### EXERCISE REQUIREMENTS:
The output should be all lines of the entries below in which the word "listeners" occurs.
### INFORMATION GIVEN ###
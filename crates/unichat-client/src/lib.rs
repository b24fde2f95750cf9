//! Client
//!
//! Async driver for the unichat transport. [`Transport`] executes the actions
//! of the sans-IO [`unichat_core::Connection`] against a pluggable [`Link`],
//! dispatches inbound frames and lifecycle events to registered listeners,
//! and runs the reconnect timer.
//!
//! # Links
//!
//! - [`WsLink`]: WebSocket link over tokio-tungstenite (`websocket` feature)
//! - `unichat_harness::SimLink`: in-memory link for deterministic tests

#![forbid(unsafe_code)]
#![deny(missing_docs)]

mod link;
mod listeners;
mod system_env;
mod transport;
#[cfg(feature = "websocket")]
mod websocket;

pub use link::{Link, LinkError};
pub use listeners::{HandlerError, HandlerResult, Listeners, Subscription};
pub use system_env::SystemEnv;
pub use transport::{Connected, Polled, Transport};
pub use unichat_core::{
    BackoffPolicy, ConnectionError, ConnectionState, Topic, TransportConfig, TransportEvent,
};
#[cfg(feature = "websocket")]
pub use websocket::WsLink;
###
### SOLUTION TO THIS TASK:
//! dispatches inbound frames and lifecycle events to registered listeners,
mod listeners;
pub use listeners::{HandlerError, HandlerResult, Listeners, Subscription};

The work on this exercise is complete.